_Goal of the exercise_. Quote all of the entries word for word.

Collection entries
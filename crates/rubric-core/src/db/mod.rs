//! SQLite database module for rubric
//!
//! The database is the relational backend: every method is flattened by the
//! relational codec and written as a whole tree inside one transaction.

mod methods;
mod orphans;
mod schema;

use std::path::Path;
use std::time::Duration;

use rusqlite::{Connection, Transaction, TransactionBehavior};

use crate::error::{RubricError, Result};
use crate::map_db_err;

pub use schema::{create_schema, SchemaCreateResult, CURRENT_SCHEMA_VERSION};

/// Database file name inside a store
pub const DATABASE_FILE: &str = "rubric.db";

const BUSY_TIMEOUT: Duration = Duration::from_secs(5);

/// SQLite database for rubric
#[derive(Debug)]
pub struct Database {
    conn: Connection,
}

impl Database {
    /// Open or create the database at the given store root
    #[tracing::instrument(skip(store_root), fields(store_root = %store_root.display()))]
    pub fn open(store_root: &Path) -> Result<Self> {
        let db_path = store_root.join(DATABASE_FILE);

        let conn = Connection::open(&db_path).map_err(|e| {
            RubricError::Other(format!(
                "failed to open database at {}: {}",
                db_path.display(),
                e
            ))
        })?;

        conn.pragma_update(None, "journal_mode", "WAL")
            .map_err(|e| map_db_err!("enable WAL mode", e))?;

        Self::from_connection(conn)
    }

    /// Open a private in-memory database
    pub fn open_in_memory() -> Result<Self> {
        let conn = Connection::open_in_memory().map_err(|e| map_db_err!("open database", e))?;
        Self::from_connection(conn)
    }

    fn from_connection(conn: Connection) -> Result<Self> {
        conn.busy_timeout(BUSY_TIMEOUT)
            .map_err(|e| map_db_err!("set busy timeout", e))?;

        match create_schema(&conn).map_err(|e| map_db_err!("create database schema", e))? {
            SchemaCreateResult::Unsupported(version) => {
                return Err(RubricError::integrity(format!(
                    "database schema version {} is newer than supported version {}",
                    version, CURRENT_SCHEMA_VERSION
                )));
            }
            SchemaCreateResult::Created | SchemaCreateResult::Current => {}
        }

        Ok(Database { conn })
    }

    /// Start a write transaction.
    ///
    /// Takes the write lock up front so whole-tree replacements and orphan
    /// cleanup never interleave with another writer.
    fn begin_write(&self, operation: &str) -> Result<Transaction<'_>> {
        Transaction::new_unchecked(&self.conn, TransactionBehavior::Immediate)
            .map_err(|e| RubricError::transaction(operation, e))
    }

    /// Start a read transaction so a whole tree is read from one snapshot
    fn begin_read(&self, operation: &str) -> Result<Transaction<'_>> {
        Transaction::new_unchecked(&self.conn, TransactionBehavior::Deferred)
            .map_err(|e| RubricError::transaction(operation, e))
    }

    pub fn get_method_count(&self) -> Result<i64> {
        self.count("methods")
    }

    pub fn get_grade_count(&self) -> Result<i64> {
        self.count("grades")
    }

    pub fn get_block_count(&self) -> Result<i64> {
        self.count("blocks")
    }

    fn count(&self, table: &str) -> Result<i64> {
        self.conn
            .query_row(&format!("SELECT COUNT(*) FROM {}", table), [], |r| r.get(0))
            .map_err(|e| RubricError::Other(format!("failed to count {}: {}", table, e)))
    }

    pub fn get_schema_version(&self) -> Result<i32> {
        self.conn
            .query_row(
                "SELECT value FROM schema_meta WHERE key = 'schema_version'",
                [],
                |r| {
                    let s: String = r.get(0)?;
                    Ok(s.parse().unwrap_or(0))
                },
            )
            .map_err(|e| RubricError::Other(format!("failed to get schema version: {}", e)))
    }
}

impl Drop for Database {
    fn drop(&mut self) {
        // Checkpoint WAL so the next process sees every committed tree
        let _ = self.conn.pragma_update(None, "wal_checkpoint", "TRUNCATE");
    }
}

#[cfg(test)]
mod tests;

_Answer for this exercise_.
filename crates/rubric-core/src/db/mod.rs
//! SQLite database module for rubric
//!
//! The database is the relational backend: every method is flattened by the
//! relational codec and written as a whole tree inside one transaction.

mod methods;
mod orphans;
mod schema;

use std::path::Path;
use std::time::Duration;

use rusqlite::{Connection, Transaction, TransactionBehavior};

use crate::error::{RubricError, Result};
use crate::map_db_err;

pub use schema::{create_schema, SchemaCreateResult, CURRENT_SCHEMA_VERSION};

/// Database file name inside a store
pub const DATABASE_FILE: &str = "rubric.db";

const BUSY_TIMEOUT: Duration = Duration::from_secs(5);

/// SQLite database for rubric
#[derive(Debug)]
pub struct Database {
    conn: Connection,
}

impl Database {
    /// Open or create the database at the given store root
    #[tracing::instrument(skip(store_root), fields(store_root = %store_root.display()))]
    pub fn open(store_root: &Path) -> Result<Self> {
        let db_path = store_root.join(DATABASE_FILE);

        let conn = Connection::open(&db_path).map_err(|e| {
            RubricError::Other(format!(
                "failed to open database at {}: {}",
                db_path.display(),
                e
            ))
        })?;

        conn.pragma_update(None, "journal_mode", "WAL")
            .map_err(|e| map_db_err!("enable WAL mode", e))?;

        Self::from_connection(conn)
    }

    /// Open a private in-memory database
    pub fn open_in_memory() -> Result<Self> {
        let conn = Connection::open_in_memory().map_err(|e| map_db_err!("open database", e))?;
        Self::from_connection(conn)
    }

    fn from_connection(conn: Connection) -> Result<Self> {
        conn.busy_timeout(BUSY_TIMEOUT)
            .map_err(|e| map_db_err!("set busy timeout", e))?;

        match create_schema(&conn).map_err(|e| map_db_err!("create database schema", e))? {
            SchemaCreateResult::Unsupported(version) => {
                return Err(RubricError::integrity(format!(
                    "database schema version {} is newer than supported version {}",
                    version, CURRENT_SCHEMA_VERSION
                )));
            }
            SchemaCreateResult::Created | SchemaCreateResult::Current => {}
        }

        Ok(Database { conn })
    }

    /// Start a write transaction.
    ///
    /// Takes the write lock up front so whole-tree replacements and orphan
    /// cleanup never interleave with another writer.
    fn begin_write(&self, operation: &str) -> Result<Transaction<'_>> {
        Transaction::new_unchecked(&self.conn, TransactionBehavior::Immediate)
            .map_err(|e| RubricError::transaction(operation, e))
    }

    /// Start a read transaction so a whole tree is read from one snapshot
    fn begin_read(&self, operation: &str) -> Result<Transaction<'_>> {
        Transaction::new_unchecked(&self.conn, TransactionBehavior::Deferred)
            .map_err(|e| RubricError::transaction(operation, e))
    }

    pub fn get_method_count(&self) -> Result<i64> {
        self.count("methods")
    }

    pub fn get_grade_count(&self) -> Result<i64> {
        self.count("grades")
    }

    pub fn get_block_count(&self) -> Result<i64> {
        self.count("blocks")
    }

    fn count(&self, table: &str) -> Result<i64> {
        self.conn
            .query_row(&format!("SELECT COUNT(*) FROM {}", table), [], |r| r.get(0))
            .map_err(|e| RubricError::Other(format!("failed to count {}: {}", table, e)))
    }

    pub fn get_schema_version(&self) -> Result<i32> {
        self.conn
            .query_row(
                "SELECT value FROM schema_meta WHERE key = 'schema_version'",
                [],
                |r| {
                    let s: String = r.get(0)?;
                    Ok(s.parse().unwrap_or(0))
                },
            )
            .map_err(|e| RubricError::Other(format!("failed to get schema version: {}", e)))
    }
}

impl Drop for Database {
    fn drop(&mut self) {
        // Checkpoint WAL so the next process sees every committed tree
        let _ = self.conn.pragma_update(None, "wal_checkpoint", "TRUNCATE");
    }
}

#[cfg(test)]
mod tests;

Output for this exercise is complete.